JeanG wrote:
Which human vaccines have a schedule like the ones they have for our pets? I have never had a doctor ask for my vaccination records or recommend boosters or come close to what we face annually with a lot of our vets. Unless it's for travel to a new place where we wouldn't have had a needed vaccine or a new vaccine (such as the flu shot which changes every year), we don't have to get boosters (at least I have never had a booster). The only exception I can think of is tetanus and then it's only for those who truly feel the need. When we get a shot we are told it's good for life but not our dogs? Something is very wrong with this picture when it comes to our pets.
Tetanus is an important booster and is not recommended only for those that feel the need as it is prevalent in the environment and if you haven't had one in between 5-10 years (depends on where you live, different vaccines are used in different places) you should get a booster.
The other thing is that many of the diseases that people are vaccinated against as kids are "childhood diseases". The protection against things like pertussis, mumps and pneumococcus wanes but that is considered acceptable because these diseases just don't make adults that sick. There are outbreaks of pertussis every single year in the US but 90% of the adults who get the disease don't have any idea because it feels like a cold with a particularly bad cough that outlasts the runny nose. In the past few years a new pertussis vaccine for adults was approved for those adults in contact with small children, but the assumption is that protection will wane and people that want to be protected for their entire life will need regular boosters.
Kids get MMR and chickenpox boosters around age 12, if they got meningococcus vaccinations at 12 they get boosted before college. Smallpox immunity also only lasts between 3 and 10 years (varies by person and the level of protection starts to wane around 6 months) but we don't boost because it has been eliminated. Hep A fades after 8-20 years but we don't boost routinely because it is only given to travelers in the first place. Polio fades after ~10 years and again we only boost travelers.
There is also a difference in the purpose of human and canine vaccines. In humans, the only vaccines that are designed to protect individuals as opposed to create herd immunity are the vaccines like Hep B, rabies, and HPV. All of these vaccines are a series of 3 shots at carefully researched intervals (one much later) to boost the human response and create a lifelong memory response and the series of 3 shots isn't enough in everybody. We titer test people and continue to boost them every 6 months if need be. There are enough similarities between the canine and human immune response in my reading that I firmly believe that a booster 6-12 months after the initial vaccine will increase the duration of response. Yes, these guys are publishing papers on a lack of change in titer after boosting, but that doesn't mean that the epigenetic changes aren't happening to create longer lived memory responses like what happens in humans. I don't think they are looking at the right markers to know if a late booster is effective and they certainly aren't doing randomized controlled trials looking at titers 10 years after the puppy shots to know if the basic schedule used in everything from mice to humans would also be useful in canines.
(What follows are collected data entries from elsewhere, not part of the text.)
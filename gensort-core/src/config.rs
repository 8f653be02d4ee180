//! Population configuration.
//!
//! A population's every tunable lives here, in the nested shape the TOML
//! file uses. The store persists a flat projection of these fields in the
//! `populations` table, one column per leaf; the nesting exists for
//! humans, the flattening for SQL.

use serde::{Deserialize, Serialize};

/// Master configuration of a population. Immutable once the population
/// has been created.
#[derive(Clone, Debug, PartialEq, Serialize, Deserialize)]
#[serde(default)]
pub struct PopulationConfig {
    /// Seed-unit target: synthesis runs until this many candidates pass.
    pub unit_count: u64,
    /// Attempt budget for synthesis before it gives up.
    pub synthesis_pool: u64,
    /// Alive ceiling enforced by the competitive cull.
    pub carrying_capacity: u64,
    /// Top ranks protected from the cull.
    pub elitism: u64,
    /// Offspring allocated to the best-ranked survivor.
    pub max_offspring: u64,
    pub unit: UnitConfig,
    pub eval: EvaluatorConfig,
    pub select: SelectorConfig,
    pub fitness: FitnessConfig,
}

impl Default for PopulationConfig {
    fn default() -> Self {
        Self {
            unit_count: 1_000,
            synthesis_pool: 1_000_000,
            carrying_capacity: 10_000,
            elitism: 10,
            max_offspring: 5,
            unit: UnitConfig::default(),
            eval: EvaluatorConfig::default(),
            select: SelectorConfig::default(),
            fitness: FitnessConfig::default(),
        }
    }
}

/// Per-unit genome parameters.
#[derive(Clone, Debug, PartialEq, Serialize, Deserialize)]
#[serde(default)]
pub struct UnitConfig {
    /// Per-instruction-per-generation mutation probability.
    pub mutation_chance: f32,
    /// Instructions per fresh genome.
    pub instruction_count: u64,
    /// Generations a unit may survive before dying of old age.
    pub lifespan: u64,
    pub instruction: InstructionConfig,
}

impl Default for UnitConfig {
    fn default() -> Self {
        Self {
            mutation_chance: 0.25,
            instruction_count: 10,
            lifespan: 20,
            instruction: InstructionConfig::default(),
        }
    }
}

#[derive(Clone, Debug, PartialEq, Serialize, Deserialize)]
#[serde(default)]
pub struct InstructionConfig {
    /// Prefab op-sequences concatenated per synthesized instruction.
    pub op_set_count: u64,
}

impl Default for InstructionConfig {
    fn default() -> Self {
        Self { op_set_count: 5 }
    }
}

/// Machine limits, owned by the evaluator section of the config.
#[derive(Clone, Debug, PartialEq, Serialize, Deserialize)]
#[serde(default)]
pub struct MachineSettings {
    pub max_instruction_execution_count: u64,
    pub memory_cell_count: u64,
}

impl Default for MachineSettings {
    fn default() -> Self {
        Self {
            max_instruction_execution_count: 100_000,
            memory_cell_count: 100,
        }
    }
}

/// Evaluation parameters, including the input-size curriculum.
#[derive(Clone, Debug, PartialEq, Serialize, Deserialize)]
#[serde(default)]
pub struct EvaluatorConfig {
    pub machine: MachineSettings,
    /// Full-difficulty input length; the curriculum ramps toward this.
    pub input_cell_count: u64,
    /// Cells read back for scoring at full difficulty.
    pub output_cell_count: u64,
    /// Input length used while seeding the population.
    pub synthesis_input_cell_count: u64,
    /// Curriculum start size; 0 disables the ramp.
    pub input_cell_start: u64,
    /// Generations per +1 cell; 0 disables the ramp.
    pub input_cell_step: u64,
    /// Evaluations per unit per generation; the worst one counts.
    pub eval_rounds: u64,
}

impl Default for EvaluatorConfig {
    fn default() -> Self {
        Self {
            machine: MachineSettings::default(),
            input_cell_count: 8,
            output_cell_count: 8,
            synthesis_input_cell_count: 2,
            input_cell_start: 2,
            input_cell_step: 50,
            eval_rounds: 1,
        }
    }
}

impl EvaluatorConfig {
    /// Curriculum-effective input length at `generation`.
    pub fn effective_input_cells(&self, generation: u64) -> u64 {
        ramp(
            self.input_cell_start,
            self.input_cell_step,
            self.input_cell_count,
            generation,
        )
    }
}

/// Threshold gate parameters, including the score-threshold curricula.
#[derive(Clone, Debug, PartialEq, Serialize, Deserialize)]
#[serde(default)]
pub struct SelectorConfig {
    /// Require a clean machine run to survive.
    pub machine_run: bool,
    /// Set-fidelity target threshold (0..=100).
    pub set_fidelity: u8,
    /// Sortedness target threshold (0..=100).
    pub sortedness: u8,
    pub set_fidelity_start: u8,
    pub set_fidelity_step: u64,
    pub sortedness_start: u8,
    pub sortedness_step: u64,
    /// Program-length ceiling.
    pub instruction_count: u64,
    /// Executed-op ceiling.
    pub instructions_executed: u64,
}

impl Default for SelectorConfig {
    fn default() -> Self {
        Self {
            machine_run: true,
            set_fidelity: 100,
            sortedness: 100,
            set_fidelity_start: 20,
            set_fidelity_step: 10,
            sortedness_start: 20,
            sortedness_step: 10,
            instruction_count: 2_000,
            instructions_executed: 100_000,
        }
    }
}

impl SelectorConfig {
    pub fn effective_set_fidelity(&self, generation: u64) -> u8 {
        ramp(
            u64::from(self.set_fidelity_start),
            self.set_fidelity_step,
            u64::from(self.set_fidelity),
            generation,
        ) as u8
    }

    pub fn effective_sortedness(&self, generation: u64) -> u8 {
        ramp(
            u64::from(self.sortedness_start),
            self.sortedness_step,
            u64::from(self.sortedness),
            generation,
        ) as u8
    }
}

/// Priority weights for the competitive fitness order. 0 skips a metric;
/// otherwise lower priority values compare first.
#[derive(Clone, Debug, PartialEq, Serialize, Deserialize, Default)]
#[serde(default)]
pub struct FitnessConfig {
    pub sortedness_priority: u64,
    pub set_fidelity_priority: u64,
    pub efficiency_priority: u64,
}

/// The shared curriculum shape: hold at `start`, gain one per `step`
/// generations, saturate at `target`. A zero `start` or `step` disables
/// the ramp.
fn ramp(start: u64, step: u64, target: u64, generation: u64) -> u64 {
    if start == 0 || step == 0 {
        return target;
    }
    (start + generation / step).min(target)
}

#[cfg(test)]
mod tests {
    use super::*;

    #[test]
    fn threshold_ramp_matches_schedule() {
        let select = SelectorConfig {
            sortedness: 100,
            sortedness_start: 20,
            sortedness_step: 10,
            ..SelectorConfig::default()
        };
        assert_eq!(select.effective_sortedness(0), 20);
        assert_eq!(select.effective_sortedness(9), 20);
        assert_eq!(select.effective_sortedness(10), 21);
        assert_eq!(select.effective_sortedness(1000), 100);
    }

    #[test]
    fn zero_step_disables_the_ramp() {
        let select = SelectorConfig {
            sortedness: 100,
            sortedness_start: 20,
            sortedness_step: 0,
            ..SelectorConfig::default()
        };
        assert_eq!(select.effective_sortedness(0), 100);
    }

    #[test]
    fn zero_start_disables_the_ramp() {
        let eval = EvaluatorConfig {
            input_cell_count: 8,
            input_cell_start: 0,
            input_cell_step: 50,
            ..EvaluatorConfig::default()
        };
        assert_eq!(eval.effective_input_cells(0), 8);
    }

    #[test]
    fn input_ramp_saturates_at_the_configured_size() {
        let eval = EvaluatorConfig {
            input_cell_count: 8,
            input_cell_start: 2,
            input_cell_step: 50,
            ..EvaluatorConfig::default()
        };
        assert_eq!(eval.effective_input_cells(0), 2);
        assert_eq!(eval.effective_input_cells(49), 2);
        assert_eq!(eval.effective_input_cells(50), 3);
        assert_eq!(eval.effective_input_cells(10_000), 8);
    }
}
As I mentioned, most of the childhood vaccines are designed to create herd immunity rather than to protect the individuals getting the vaccine. Most canine vaccines are designed to protect the individual rather than to create herd immunity. That is a distinct difference, as a student in the health care field my school didn't ask for my immunization records because they knew that the records didn't mean that I as an individual was protected against things like measles. I had to be titer tested for all of my vaccinations because the point of human childhood vaccinations isn't to create immunity in each individual.
As a summary, I think annual boosting is horrible, but the opposite extreme really isn't as amazingly awesome as many make it out to be. Titer tests are not the end all be all in terms of vaccines and immunity. There are other components that aren't tested, and the capacity of the titer to respond to a challenge isn't tested either. In addition by the time a dog's titer (of the quality of its titer) is falling (age 8? 10? 12? 15?), they are old enough that it will be much harder to boost them anyways when an early booster (I don't know exactly when would be best in dogs - I wish people were actually studying this rather than comparing yearly boosters to no boosters) might have kept that titer high and of a higher quality until the end of their life.